Perfumy te wygrałam kilka miesięcy temu w instagramowym konkursie Wizażu, wraz z damską wersją Attraction Desire, za co pięknie dziękuję!
Kocham zapachy i na pewno perfumy mogę zaliczyć do moich życiowych obsesji. Już jako mała dziewczynka uwielbiałam podkradać flakony, czy to mamie, czy babci. Ale wiem jedno - nie jestem najlepsza w opisywaniu zapachów męskich :D. Często mi się wydaje, że są zlane w jedną całość. Może dlatego, że nie miałam do czynienia z droższymi kompozycjami.
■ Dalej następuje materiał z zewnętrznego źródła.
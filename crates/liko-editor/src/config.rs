//! Editor configuration from the environment.
//!
//! | Variable               | Field          | Default | Accepted              |
//! |------------------------|----------------|---------|-----------------------|
//! | `LIKO_QUIT_KEY`        | `quit_char`    | `q`     | one ASCII graphic     |
//! | `LIKO_ROWS`            | `rows`         | `24`    | `1..=500`             |
//! | `LIKO_READ_TIMEOUT_MS` | `read_timeout` | `100`   | `1..=25500`           |
//! | `LIKO_LOG`             | `log_file`     | unset   | any non-blank path    |
//!
//! Anything outside the accepted range falls back to the default.

use std::env;
use std::path::PathBuf;
use std::time::Duration;

use liko_term::input::ctrl_key;
use liko_term::terminal::DEFAULT_READ_TIMEOUT;

pub const DEFAULT_QUIT_CHAR: u8 = b'q';
pub const DEFAULT_ROWS: u16 = 24;
pub const MAX_ROWS: u16 = 500;

/// Longest timeout VTIME can express, in milliseconds.
pub const MAX_READ_TIMEOUT_MS: u64 = 25_500;

pub const ENV_QUIT_KEY: &str = "LIKO_QUIT_KEY";
pub const ENV_ROWS: &str = "LIKO_ROWS";
pub const ENV_READ_TIMEOUT_MS: &str = "LIKO_READ_TIMEOUT_MS";
pub const ENV_LOG: &str = "LIKO_LOG";

#[derive(Debug, Clone, PartialEq, Eq)]
pub struct Config {
    /// Letter whose Ctrl form quits.
    pub quit_char: u8,
    /// Placeholder rows painted each frame.
    pub rows: u16,
    /// How long a key read waits before reporting no input.
    pub read_timeout: Duration,
    /// Where to write the trace log. `None` disables logging.
    pub log_file: Option<PathBuf>,
}

impl Default for Config {
    fn default() -> Self {
        Self {
            quit_char: DEFAULT_QUIT_CHAR,
            rows: DEFAULT_ROWS,
            read_timeout: DEFAULT_READ_TIMEOUT,
            log_file: None,
        }
    }
}

impl Config {
    /// Read the process environment.
    #[must_use]
    pub fn from_env() -> Self {
        Self::from_lookup(|key| env::var(key).ok())
    }

    /// Build a config from an arbitrary variable lookup.
    #[must_use]
    pub fn from_lookup(lookup: impl Fn(&str) -> Option<String>) -> Self {
        let defaults = Self::default();
        Self {
            quit_char: lookup(ENV_QUIT_KEY)
                .as_deref()
                .and_then(parse_quit_char)
                .unwrap_or(defaults.quit_char),
            rows: lookup(ENV_ROWS)
                .as_deref()
                .and_then(parse_rows)
                .unwrap_or(defaults.rows),
            read_timeout: lookup(ENV_READ_TIMEOUT_MS)
                .as_deref()
                .and_then(parse_timeout)
                .unwrap_or(defaults.read_timeout),
            log_file: lookup(ENV_LOG).and_then(|value| {
                if value.trim().is_empty() {
                    None
                } else {
                    Some(PathBuf::from(value))
                }
            }),
        }
    }

    /// The byte that quits: Ctrl+`quit_char`.
    #[inline]
    #[must_use]
    pub const fn quit_byte(&self) -> u8 {
        ctrl_key(self.quit_char)
    }
}

fn parse_quit_char(value: &str) -> Option<u8> {
    match value.trim().as_bytes() {
        [b] if b.is_ascii_graphic() => Some(*b),
        _ => None,
    }
}

fn parse_rows(value: &str) -> Option<u16> {
    value
        .trim()
        .parse::<u16>()
        .ok()
        .filter(|rows| (1..=MAX_ROWS).contains(rows))
}

fn parse_timeout(value: &str) -> Option<Duration> {
    value
        .trim()
        .parse::<u64>()
        .ok()
        .filter(|ms| (1..=MAX_READ_TIMEOUT_MS).contains(ms))
        .map(Duration::from_millis)
}
//! Command builders for the CLI.

use clap::Command;

use super::args::*;

/// Build the complete CLI with all subcommands.
pub fn build_cli() -> Command {
    Command::new("qlower")
        .about("Lowers calibrated tensor graphs to accelerator precision")
        .subcommand_required(true)
        .arg_required_else_help(true)
        .arg(verbose_arg())
        .subcommand(lower_command())
        .subcommand(check_table_command())
        .subcommand(dump_command())
}

/// Run the lowering pipeline on a graph document.
pub fn lower_command() -> Command {
    Command::new("lower")
        .about("Lower a calibrated graph")
        .override_usage("  qlower lower <GRAPH> --chip <CHIP> --mode <MODE> [OPTIONS]")
        .after_help(
            r#"EXAMPLES:
  qlower lower model.json --chip bm1684x --mode int8
  qlower lower model.json --chip bm1684x --mode int8 --qtable model.qtable
  qlower lower model.json --chip cv183x --mode bf16 -o lowered.json --compact
  qlower lower model.json --chip bm1684x --mode f16 --no-optimize -vv"#,
        )
        .arg(graph_path_arg())
        .arg(chip_arg().required(true))
        .arg(mode_arg())
        .arg(qtable_arg())
        .arg(asymmetric_arg())
        .arg(group_size_arg())
        .arg(ignore_f16_overflow_arg())
        .arg(no_optimize_arg())
        .arg(output_file_arg())
        .arg(compact_arg())
}

/// Validate a precision override table.
pub fn check_table_command() -> Command {
    Command::new("check-table")
        .about("Validate a precision override table")
        .after_help(
            r#"EXAMPLES:
  qlower check-table model.qtable --mode int8
  qlower check-table model.qtable --mode bf16 --chip cv183x
  qlower check-table model.qtable --mode f16 --json"#,
        )
        .arg(table_path_arg())
        .arg(mode_arg())
        .arg(chip_arg().default_value("bm1684x"))
        .arg(json_arg())
}

/// Print a readable listing of a graph document.
pub fn dump_command() -> Command {
    Command::new("dump")
        .about("Print a graph document as text")
        .arg(graph_path_arg())
}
W każdym razie spróbuję :D! W nutach głowy, jak podaje jedna ze znanych stron, mamy wiśnię, kardamon i bergamotkę. I wiecie co? Ja tutaj wiśni praktycznie nie czuję. Jest jakiś delikatny niuans, ale gubi się ona w mocnej woni kardamonu, której nie da się z niczym pomylić. Bergamotka gra jako tło, dodając do kardamonu subtelnego, cytrusowego wykończenia. W sercu korzeń irysa, skóra, fiołek i lawenda. Szczerze? Tutaj wszystko jest tak zmieszane, że nie potrafię wyróżnić poszczególnych woni. Może ten irys najmocniej się wybija, przez co od tego momentu cały zapach interpretuję jako pudrowy, ale na dość duszącym poziomie. Reszta jest tłem, trochę ziołowym. Baza należy raczej do najbardziej popularnych wśród męskich perfum, czyli bursztyn, drzewo sandałowe i wetyweria. Rzeczywiście w tym momencie kompozycja zyskuje bardziej balsamicznego wydźwięku przez bursztyn. Takiego ciepłego, otulającego. Nie, żeby ten zapach nie był cały czas ciepły i otulający, ale w bazie jest taki jeszcze bardziej. Oprócz bursztynu, czuję drzewne akordy i to wszystko. Gdzie ta wetyweria? Nie wiem. Podsumowując całość, to jest to pudrowo-ambrowo-drzewna kompozycja, idealna na jesień i zimę, z naciskiem na zimę. W większych ilościach może być zbyt dusząca zarówno dla otoczenia, jak i nas samych, dodając jeszcze ogromną trwałość na skórze (10h) i na ubraniach (nawet tydzień). Świetnie dopasuje się do koszuli, spodni w kant i eleganckich butów na jakiejś rodzinnej imprezie lub na randce. Na imprezy w klubach moim zdaniem jest zbyt poważny, zresztą tak samo jak na co dzień (chyba, że w minimalnej ilości). Wspomniałam o randce, więc dodam, że jeśli wówczas partnerka wypsika się damską wersją Attraction Desire, to zapachy będą się dopełniać i zostaniecie parą idealną :). W damskiej więcej wiśni i słodyczy, a w męskiej pudrowość. Ciekawe perfumy, ale czy mocno się wyróżniają? No nie. A czy lubię je na moim narzeczonym? Owszem, lecz nie za często ;).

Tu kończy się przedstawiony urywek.